Our guest blogger this month is Amy Dyer, a Research Analyst in our Evidence team. Recently, we’ve been talking a lot about how important it is for men to know their risk of prostate cancer. And we’ve been quoting lots of statistics like one in eight men will get prostate cancer. But what do these numbers mean? Amy shines a light on the world of risk and some of the figures we use.
Amy: A few weeks ago I was sent a link to a BBC article that highlighted just how confusing statistics can be, even for doctors. And I agree, they can be. For all of us! But the right statistics in the right context can also help us understand complicated issues and explain them more clearly.
In my role as Research Analyst, I’m constantly looking at numbers and trying to understand what they mean to different people. And I know that clear statistics are really important to help men and their families understand health risks, such as the risk of being diagnosed with and getting prostate cancer. (In this context, when I’m talking about risk I mean a probability – the likelihood that something may occur.)
We want men to know as much as possible about their risk of getting prostate cancer so they can start the vital conversations with GPs that could save lives. Unfortunately we currently don’t have all the information we need to provide complete statistics for all risk factors and groups of men. To address this we are working hard to develop a risk calculation tool for GPs and we’re continuing to fund research projects investigating risk and awareness of risk.
So what risks do we know and why are they useful?
In general there are two kinds of risks that are used when talking about a person’s risk of being diagnosed with a disease: relative risk and absolute risk.

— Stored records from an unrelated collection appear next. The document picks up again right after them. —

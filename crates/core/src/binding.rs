//! AAD binding strings.
//!
//! Every ciphertext in the engine is tied to its identity and version by
//! additional authenticated data: moving ciphertext between rows, versions,
//! or scopes makes the tag check fail. Formats:
//!
//! - event:    `{aggregate_type}:{aggregate_id}:{version}`
//! - snapshot: `{aggregate_id}:snapshot:{version}`
//! - artifact: `cache:{projection_id}:{scope_key}:{cache_version}:g{gseq}:p{pseq}`

use crate::cursor::EffectiveCursor;
use crate::id::{AggregateId, AggregateType};

/// AAD for an event payload.
pub fn event_aad(aggregate_type: AggregateType, aggregate_id: &AggregateId, version: u64) -> Vec<u8> {
    format!("{}:{}:{}", aggregate_type.as_str(), aggregate_id, version).into_bytes()
}

/// AAD for an aggregate snapshot at a version.
pub fn snapshot_aad(aggregate_id: &AggregateId, version: u64) -> Vec<u8> {
    format!("{aggregate_id}:snapshot:{version}").into_bytes()
}

/// AAD for a projection cache or index artifact at a cursor.
pub fn artifact_aad(
    projection_id: &str,
    scope_key: &str,
    cache_version: u64,
    cursor: EffectiveCursor,
) -> Vec<u8> {
    format!(
        "cache:{projection_id}:{scope_key}:{cache_version}:g{}:p{}",
        cursor.global_sequence, cursor.pending_commit_sequence
    )
    .into_bytes()
}

#[cfg(test)]
mod tests {
    use super::*;

    #[test]
    fn event_aad_binds_type_id_and_version() {
        let id = AggregateId::new("goal-abc");
        assert_eq!(
            event_aad(AggregateType::Goal, &id, 3),
            b"goal:goal-abc:3".to_vec()
        );
    }

    #[test]
    fn snapshot_aad_shape() {
        let id = AggregateId::new("goal-abc");
        assert_eq!(snapshot_aad(&id, 7), b"goal-abc:snapshot:7".to_vec());
    }

    #[test]
    fn artifact_aad_includes_cursor() {
        let aad = artifact_aad("goal_list", "all", 2, EffectiveCursor::new(14, 3));
        assert_eq!(aad, b"cache:goal_list:all:2:g14:p3".to_vec());
    }
}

Relative risk compares the difference in the risk (or likelihood) of a disease between two groups. So we can say group one is X times more or less likely to be diagnosed than group two. For example, we know that men with a father or brother diagnosed with prostate cancer are two and-a-half times more likely to be diagnosed with prostate cancer themselves, compared with men who have no family history of the disease.
Absolute risk is an individual’s chance of developing a certain disease over a certain period of time (eg lifetime risk). For example, in the UK we know that one in eight men will get prostate cancer in their lifetime.

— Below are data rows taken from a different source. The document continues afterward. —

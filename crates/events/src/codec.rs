//! Envelope encode/decode entry points.

use crate::domain::DomainEvent;
use crate::envelope::{EventEnvelope, EventMeta, ENVELOPE_VERSION};
use crate::error::{EnvelopeError, EnvelopeResult};
use crate::registry;

/// Encode a typed event into envelope bytes (always the latest payload
/// version).
pub fn encode_envelope(meta: EventMeta, event: &DomainEvent) -> EnvelopeResult<Vec<u8>> {
    let envelope = EventEnvelope {
        envelope_version: ENVELOPE_VERSION,
        meta,
        payload: registry::encode_payload(event)?,
    };
    envelope.to_bytes()
}

/// Decode envelope bytes into meta plus a typed event.
///
/// Applies the registry migration chain; unknown event types and future
/// payload versions surface as their own errors so the caller can tell a
/// data problem from a build that is simply too old.
pub fn decode_envelope(bytes: &[u8]) -> EnvelopeResult<(EventMeta, DomainEvent)> {
    let envelope = EventEnvelope::from_bytes(bytes)?;

    let spec = registry::spec_for(&envelope.meta.event_type)
        .ok_or_else(|| EnvelopeError::UnknownEventType(envelope.meta.event_type.clone()))?;

    let event = spec.decode_payload(&envelope.payload)?;
    Ok((envelope.meta, event))
}

#[cfg(test)]
mod tests {
    use super::*;
    use crate::domain::{GoalCreated, ProjectCreated};
    use chrono::{TimeZone, Utc};
    use uuid::Uuid;

    fn meta(event_type: &str) -> EventMeta {
        EventMeta {
            event_id: Uuid::now_v7(),
            event_type: event_type.to_string(),
            occurred_at: Utc.timestamp_millis_opt(1_700_000_000_000).unwrap(),
            actor_id: None,
            causation_id: Some("cmd-1".to_string()),
            correlation_id: Some("flow-1".to_string()),
        }
    }

    #[test]
    fn encode_decode_is_identity_on_well_formed_events() {
        let cases = [
            DomainEvent::GoalCreated(GoalCreated {
                title: "Learn Rust".to_string(),
                color: "amber".to_string(),
                target_date: Some(Utc.timestamp_millis_opt(1_800_000_000_000).unwrap()),
            }),
            DomainEvent::ProjectCreated(ProjectCreated {
                name: "Kitchen".to_string(),
                description: None,
            }),
        ];

        for event in cases {
            let m = meta(event.event_type());
            let bytes = encode_envelope(m.clone(), &event).unwrap();
            let (decoded_meta, decoded) = decode_envelope(&bytes).unwrap();
            assert_eq!(decoded_meta, m);
            assert_eq!(decoded, event);
        }
    }

    #[test]
    fn unknown_event_type_is_its_own_error() {
        let event = DomainEvent::GoalCreated(GoalCreated {
            title: "x".to_string(),
            color: "slate".to_string(),
            target_date: None,
        });
        let bytes = encode_envelope(meta("habit.created"), &event).unwrap();

        assert_eq!(
            decode_envelope(&bytes).unwrap_err(),
            EnvelopeError::UnknownEventType("habit.created".to_string())
        );
    }

    #[test]
    fn garbage_bytes_are_malformed() {
        assert!(matches!(
            decode_envelope(b"not json at all").unwrap_err(),
            EnvelopeError::Malformed(_)
        ));
    }
}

Why should we be aware of different types of risk?
There has been a lot of research into how people’s perception of the magnitude of a risk (how big it is) can be manipulated by changing the way in which that risk is communicated.
Relative risk alone can appear misleading if it is not put into context, and the impact of that risk isn’t always apparent. Differences between groups may appear large, when in fact the difference in outcome may actually be very small.
If we think about this in terms of money, knowing that you can double your money is only useful if you know how much money you have to start with. So, if you are told you have £1,000,000, your money is ‘common’, doubling your money means you gain another £1,000,000. However, if you only have £1, your money is ‘rare/uncommon’, and by doubling it you only gain an extra £1. In both cases you are getting twice as much money – the same relative change. But it would be difficult to understand the impact of doubling it without knowing the absolute value of the money you have in the first place. The website Understanding uncertainty has a great animation and explanation of how relative risk and statistics are used in everyday life, and goes into this further.
For prostate cancer, relative risk has often been used to compare the risks that men of different ethnicities have of being diagnosed. Black men are three times more likely to get prostate cancer than White men of the same age. However, without knowing how common it is to begin with, this statistic doesn’t really help Black men to understand their personal risk of prostate cancer. We need to look at other calculations of risk statistics, such as lifetime risk.
So we did a lot of number crunching to generate two very simple but important numbers which estimate a Black man’s lifetime risk of getting prostate cancer: one in four. This helped support the existing knowledge that Black men are three times more likely to be diagnosed with prostate cancer than White men of the same age. And it means we can more comprehensively understand the risk of prostate cancer that Black men face.